Short Tony gostava, digamos, de cuidar de meninos. Certa vez, um garoto de quatorze anos amanheceu doente na East St., Louis e ele cuidou dele. A história do que se passou no apartamento de Short Tony com o aleijado é a seguinte: A criança se jogou sobre a pia, pressionando o tumor cortado ao meio contra a porcelana fria. Short Tony se jogou sobre o corpo da criança, rindo. Os excrementos começaram a escorrer para fora dos shorts, e a memória da cena termina dissolvida pelo cheiro de muco retal e sabão carbólico, pois havíamos acabado de dar um banho no moleque. Olhei pela janelinha do banheiro e vi o cheiro do amanhecer de verão vindo de um terreno vago.

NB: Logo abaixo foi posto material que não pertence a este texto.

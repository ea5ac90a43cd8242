//! Color ramps and scales for composite rasters.
//!
//! Two scale families:
//! - fixed scales with calibrated physical breakpoints (Kelvin, °C, mm)
//! - a dynamic scale that stretches the regional P5..P95 range over a
//!   seven-stop hue ramp
//!
//! NaN is the nodata marker and is the only input rendered transparent.

use atlas_common::PhysicalQuantity;
use rayon::prelude::*;
use serde::{Deserialize, Serialize};

use crate::error::{RenderError, RenderResult};

#[derive(Debug, Clone, Copy, PartialEq, Eq, Serialize, Deserialize)]
pub struct Color {
    pub r: u8,
    pub g: u8,
    pub b: u8,
    pub a: u8,
}

impl Color {
    pub fn new(r: u8, g: u8, b: u8, a: u8) -> Self {
        Self { r, g, b, a }
    }

    /// Fully opaque color.
    pub fn rgb(r: u8, g: u8, b: u8) -> Self {
        Self { r, g, b, a: 255 }
    }

    pub fn transparent() -> Self {
        Self { r: 0, g: 0, b: 0, a: 0 }
    }

    pub fn to_array(&self) -> [u8; 4] {
        [self.r, self.g, self.b, self.a]
    }
}

/// Linear color interpolation, `t` clamped to [0, 1].
pub fn interpolate_color(color1: Color, color2: Color, t: f32) -> Color {
    let t = t.clamp(0.0, 1.0);
    let t_inv = 1.0 - t;

    Color::new(
        ((color1.r as f32 * t_inv) + (color2.r as f32 * t)).round() as u8,
        ((color1.g as f32 * t_inv) + (color2.g as f32 * t)).round() as u8,
        ((color1.b as f32 * t_inv) + (color2.b as f32 * t)).round() as u8,
        ((color1.a as f32 * t_inv) + (color2.a as f32 * t)).round() as u8,
    )
}

#[derive(Debug, Clone, Copy, PartialEq, Serialize, Deserialize)]
pub struct RampStop {
    pub value: f32,
    pub color: Color,
}

impl RampStop {
    pub fn new(value: f32, color: Color) -> Self {
        Self { value, color }
    }
}

/// Piecewise-linear color ramp over sorted stops.
#[derive(Debug, Clone, PartialEq, Serialize, Deserialize)]
pub struct ColorRamp {
    stops: Vec<RampStop>,
}

impl ColorRamp {
    /// Build a ramp. Stops are sorted by value; at least two finite stops are required.
    pub fn new(mut stops: Vec<RampStop>) -> RenderResult<Self> {
        if stops.len() < 2 {
            return Err(RenderError::InvalidRamp(format!(
                "need at least 2 stops, got {}",
                stops.len()
            )));
        }
        if stops.iter().any(|s| !s.value.is_finite()) {
            return Err(RenderError::InvalidRamp("stop values must be finite".into()));
        }
        stops.sort_by(|a, b| a.value.total_cmp(&b.value));
        Ok(Self { stops })
    }

    /// Ramp from `(value, [r, g, b])` tuples, all opaque.
    fn from_rgb(stops: &[(f32, [u8; 3])]) -> Self {
        Self {
            stops: stops
                .iter()
                .map(|&(v, [r, g, b])| RampStop::new(v, Color::rgb(r, g, b)))
                .collect(),
        }
    }

    pub fn stops(&self) -> &[RampStop] {
        &self.stops
    }

    pub fn min_value(&self) -> f32 {
        self.stops[0].value
    }

    pub fn max_value(&self) -> f32 {
        self.stops[self.stops.len() - 1].value
    }

    /// Color for a finite value; values beyond the ends take the terminal colors.
    pub fn color_at(&self, value: f32) -> Color {
        let first = self.stops[0];
        let last = self.stops[self.stops.len() - 1];

        if value <= first.value {
            return first.color;
        }
        if value >= last.value {
            return last.color;
        }

        for pair in self.stops.windows(2) {
            let (lo, hi) = (pair[0], pair[1]);
            if value <= hi.value {
                let span = hi.value - lo.value;
                if span <= f32::EPSILON {
                    return hi.color;
                }
                return interpolate_color(lo.color, hi.color, (value - lo.value) / span);
            }
        }

        last.color
    }
}

/// Seven-stop hue ramp over [0, 1]: blue, cyan, green, yellow, orange, red, magenta.
pub fn hue_ramp() -> ColorRamp {
    ColorRamp::from_rgb(&[
        (0.0, [0, 0, 255]),
        (1.0 / 6.0, [0, 255, 255]),
        (2.0 / 6.0, [0, 200, 0]),
        (3.0 / 6.0, [255, 255, 0]),
        (4.0 / 6.0, [255, 165, 0]),
        (5.0 / 6.0, [255, 0, 0]),
        (1.0, [255, 0, 255]),
    ])
}

/// Land-surface temperature in Kelvin, 270 K to 330 K.
pub fn lst_kelvin_ramp() -> ColorRamp {
    ColorRamp::from_rgb(&[
        (270.0, [49, 54, 149]),
        (280.0, [69, 117, 180]),
        (290.0, [116, 173, 209]),
        (295.0, [171, 217, 233]),
        (300.0, [254, 224, 144]),
        (305.0, [253, 174, 97]),
        (310.0, [244, 109, 67]),
        (320.0, [215, 48, 39]),
        (330.0, [165, 0, 38]),
    ])
}

/// 2 m air temperature in °C, -10 °C to 40 °C.
pub fn air_temperature_ramp() -> ColorRamp {
    ColorRamp::from_rgb(&[
        (-10.0, [0, 0, 255]),
        (0.0, [0, 255, 255]),
        (10.0, [0, 255, 0]),
        (20.0, [255, 255, 0]),
        (25.0, [255, 165, 0]),
        (30.0, [255, 0, 0]),
        (35.0, [139, 0, 0]),
        (40.0, [128, 0, 128]),
    ])
}

/// Design precipitation depth in mm, 0 to 150 mm.
pub fn precipitation_ramp() -> ColorRamp {
    ColorRamp::from_rgb(&[
        (0.0, [255, 255, 204]),
        (10.0, [199, 233, 180]),
        (20.0, [127, 205, 187]),
        (30.0, [65, 182, 196]),
        (45.0, [29, 145, 192]),
        (60.0, [34, 94, 168]),
        (90.0, [37, 52, 148]),
        (150.0, [8, 29, 88]),
    ])
}

/// Fixed ramp calibrated for a physical quantity.
pub fn ramp_for(quantity: PhysicalQuantity) -> ColorRamp {
    match quantity {
        PhysicalQuantity::LandSurfaceTemperature => lst_kelvin_ramp(),
        PhysicalQuantity::AirTemperature => air_temperature_ramp(),
        PhysicalQuantity::Precipitation => precipitation_ramp(),
    }
}

/// How a composite picks its color scale.
#[derive(Debug, Clone, Copy, PartialEq, Eq, Serialize, Deserialize)]
#[serde(rename_all = "snake_case")]
pub enum ScaleMode {
    /// Calibrated physical breakpoints, comparable across regions.
    Fixed,
    /// Regional P5..P95 stretch, maximizing local contrast.
    Dynamic,
}

impl Default for ScaleMode {
    fn default() -> Self {
        Self::Dynamic
    }
}

impl ScaleMode {
    /// Parse from string (case-insensitive).
    pub fn from_str(s: &str) -> Self {
        match s.to_lowercase().as_str() {
            "fixed" | "physical" => Self::Fixed,
            _ => Self::Dynamic,
        }
    }

    pub fn as_str(&self) -> &'static str {
        match self {
            Self::Fixed => "fixed",
            Self::Dynamic => "dynamic",
        }
    }
}

impl std::fmt::Display for ScaleMode {
    fn fmt(&self, f: &mut std::fmt::Formatter<'_>) -> std::fmt::Result {
        write!(f, "{}", self.as_str())
    }
}

/// A value-to-color mapping for one composite.
#[derive(Debug, Clone, PartialEq)]
pub enum ColorScale {
    Fixed(ColorRamp),
    Dynamic { p5: f32, p95: f32, ramp: ColorRamp },
}

impl ColorScale {
    pub fn fixed(quantity: PhysicalQuantity) -> Self {
        Self::Fixed(ramp_for(quantity))
    }

    pub fn dynamic(p5: f32, p95: f32) -> Self {
        Self::Dynamic {
            p5,
            p95,
            ramp: hue_ramp(),
        }
    }

    /// Value range spanned by the scale, for legends.
    pub fn range(&self) -> (f32, f32) {
        match self {
            Self::Fixed(ramp) => (ramp.min_value(), ramp.max_value()),
            Self::Dynamic { p5, p95, .. } => (*p5, *p95),
        }
    }

    /// Color for one aggregated value. NaN is transparent; everything else is opaque.
    pub fn color_for(&self, value: f32) -> Color {
        if value.is_nan() {
            return Color::transparent();
        }

        let color = match self {
            Self::Fixed(ramp) => ramp.color_at(value),
            Self::Dynamic { p5, p95, ramp } => {
                let range = p95 - p5;
                // Flat region: everything sits mid-ramp
                let t = if range.abs() <= f32::EPSILON || !range.is_finite() {
                    0.5
                } else {
                    ((value - p5) / range).clamp(0.0, 1.0)
                };
                ramp.color_at(t)
            }
        };

        Color { a: 255, ..color }
    }

    /// Colorize a row-major value grid into RGBA bytes.
    pub fn render(&self, data: &[f32], width: usize, height: usize) -> Vec<u8> {
        render_grid(data, width, height, |v| self.color_for(v))
    }
}

/// Render a value grid as RGBA (4 bytes per pixel), rows in parallel.
///
/// Cells beyond `data.len()` stay transparent.
pub fn render_grid<F>(data: &[f32], width: usize, height: usize, color_fn: F) -> Vec<u8>
where
    F: Fn(f32) -> Color + Sync,
{
    let mut pixels = vec![0u8; width * height * 4];
    if width == 0 {
        return pixels;
    }

    pixels
        .par_chunks_mut(width * 4)
        .enumerate()
        .for_each(|(y, row)| {
            for x in 0..width {
                let idx = y * width + x;
                if let Some(&value) = data.get(idx) {
                    let color = color_fn(value);
                    row[x * 4..x * 4 + 4].copy_from_slice(&color.to_array());
                }
            }
        });

    pixels
}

"Vou esperar aqui... Não quero que Tony repare em mim...", eu disse mais cedo, ao deixar uma criança doente no endereço de Short Tony. Eles dois fizeram aquilo cinco vezes debaixo do chuveiro. Short Tony me leu os versos de Lautréamont traduzidos por ele mesmo: "olhas ensaboadas de ovo, entranhas tremores sísmicos divididos por rajadas de porra". E riu. Eu disse que estava com sono e fui embora.
Cheguei na rua, tudo nítido e claro como depois de dias de chuva. Numa cabine lendo um jornal, Nick, seu rosto amarelado como marfim sob a luz do sol. Eu entreguei dois níqueis a ele por baixo da mesa. Fazendo minha parte para manter seu vício. Ele me ofereceu o pó cinza, e eu recusei. Disse que precisava ir.

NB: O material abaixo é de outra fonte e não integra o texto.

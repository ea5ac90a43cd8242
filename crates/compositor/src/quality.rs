//! Quality filtering and weighting of granules.

use atlas_common::GranuleDescriptor;
use serde::{Deserialize, Serialize};

/// Why a granule did not contribute to a composite.
#[derive(Debug, Clone, Copy, PartialEq, Eq, Hash, Serialize, Deserialize)]
#[serde(rename_all = "snake_case")]
pub enum DiscardReason {
    Cloud,
    Coverage,
    FetchFailed,
    InvalidGeometry,
    NoOverlap,
}

impl DiscardReason {
    pub fn as_str(&self) -> &'static str {
        match self {
            Self::Cloud => "cloud",
            Self::Coverage => "coverage",
            Self::FetchFailed => "fetch_failed",
            Self::InvalidGeometry => "invalid_geometry",
            Self::NoOverlap => "no_overlap",
        }
    }
}

impl std::fmt::Display for DiscardReason {
    fn fmt(&self, f: &mut std::fmt::Formatter<'_>) -> std::fmt::Result {
        write!(f, "{}", self.as_str())
    }
}

/// Discard tallies per reason.
#[derive(Debug, Clone, Copy, Default, PartialEq, Eq, Serialize, Deserialize)]
pub struct DiscardCounts {
    pub cloud: usize,
    pub coverage: usize,
    pub fetch_failed: usize,
    pub invalid_geometry: usize,
    pub no_overlap: usize,
}

impl DiscardCounts {
    pub fn record(&mut self, reason: DiscardReason) {
        match reason {
            DiscardReason::Cloud => self.cloud += 1,
            DiscardReason::Coverage => self.coverage += 1,
            DiscardReason::FetchFailed => self.fetch_failed += 1,
            DiscardReason::InvalidGeometry => self.invalid_geometry += 1,
            DiscardReason::NoOverlap => self.no_overlap += 1,
        }
    }

    pub fn get(&self, reason: DiscardReason) -> usize {
        match reason {
            DiscardReason::Cloud => self.cloud,
            DiscardReason::Coverage => self.coverage,
            DiscardReason::FetchFailed => self.fetch_failed,
            DiscardReason::InvalidGeometry => self.invalid_geometry,
            DiscardReason::NoOverlap => self.no_overlap,
        }
    }

    pub fn total(&self) -> usize {
        self.cloud + self.coverage + self.fetch_failed + self.invalid_geometry + self.no_overlap
    }

    /// Discards that happened before any data was fetched.
    pub fn filtered(&self) -> usize {
        self.cloud + self.coverage
    }
}

/// Admission thresholds and the weighting formula.
#[derive(Debug, Clone, Copy, PartialEq)]
pub struct QualityFilter {
    pub max_cloud_percent: f64,
    pub min_coverage_percent: f64,
}

impl QualityFilter {
    pub fn new(max_cloud_percent: f64, min_coverage_percent: f64) -> Self {
        Self {
            max_cloud_percent,
            min_coverage_percent,
        }
    }

    /// Admit or reject a granule. Missing signals take their neutral defaults.
    pub fn admit(&self, granule: &GranuleDescriptor) -> Result<(), DiscardReason> {
        if granule.cloud_or_default() > self.max_cloud_percent {
            return Err(DiscardReason::Cloud);
        }
        if granule.coverage_or_default() < self.min_coverage_percent {
            return Err(DiscardReason::Coverage);
        }
        Ok(())
    }

    /// Quality weight in [0, 1]:
    /// `0.4 * clear-sky fraction + 0.3 * coverage fraction + 0.3 * quality score`.
    pub fn weight(granule: &GranuleDescriptor) -> f32 {
        let clear = (100.0 - granule.cloud_or_default()) / 100.0;
        let coverage = granule.coverage_or_default() / 100.0;
        let quality = granule.quality_or_default();
        let w = 0.4 * clear + 0.3 * coverage + 0.3 * quality;
        if w.is_finite() {
            w.clamp(0.0, 1.0) as f32
        } else {
            0.0
        }
    }
}

impl Default for QualityFilter {
    fn default() -> Self {
        Self::new(90.0, 10.0)
    }
}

Colado do adesivo de um carro, li: INVADIR. DESTRUIR. OCUPAR. Lembrei de uns versos : "Os rostos jovens em chamas alcoólicas azuis". De um escritor que não lembro o nome. Pego o metrô. Enfim em casa. Deusa vai imediatamente dormir. Nick também estava dormindo com a gente. Contamos o lucro da noite, três celulares, além de quatro notas de cinquenta reais que peguei da carteira de um gringo. Ele vai dormir no sofá da sala e eu abro o computador. Mensagem enorme de mamãe, tem mais de dois minutos. Coloco para tocar pela metade, a voz acelerada em 2x:
"...E álcool, vocês, porra, não podem esperar Pen-Indef", disse, "bando de junkies famintos você trouxe aqui em casa queimou uma colher. É tudo o que preciso pra entregar vocês. Uma colher queimada e a polícia vai estar na sua cola de".
Paro a mensagem, já era o suficiente. Respondo com um áudio apressado: "O discurso da doente e viciada... Olha, eu estou morta de cansaço, mãe. Não quero brigar, vou dormir, bom dia". E fui dormir.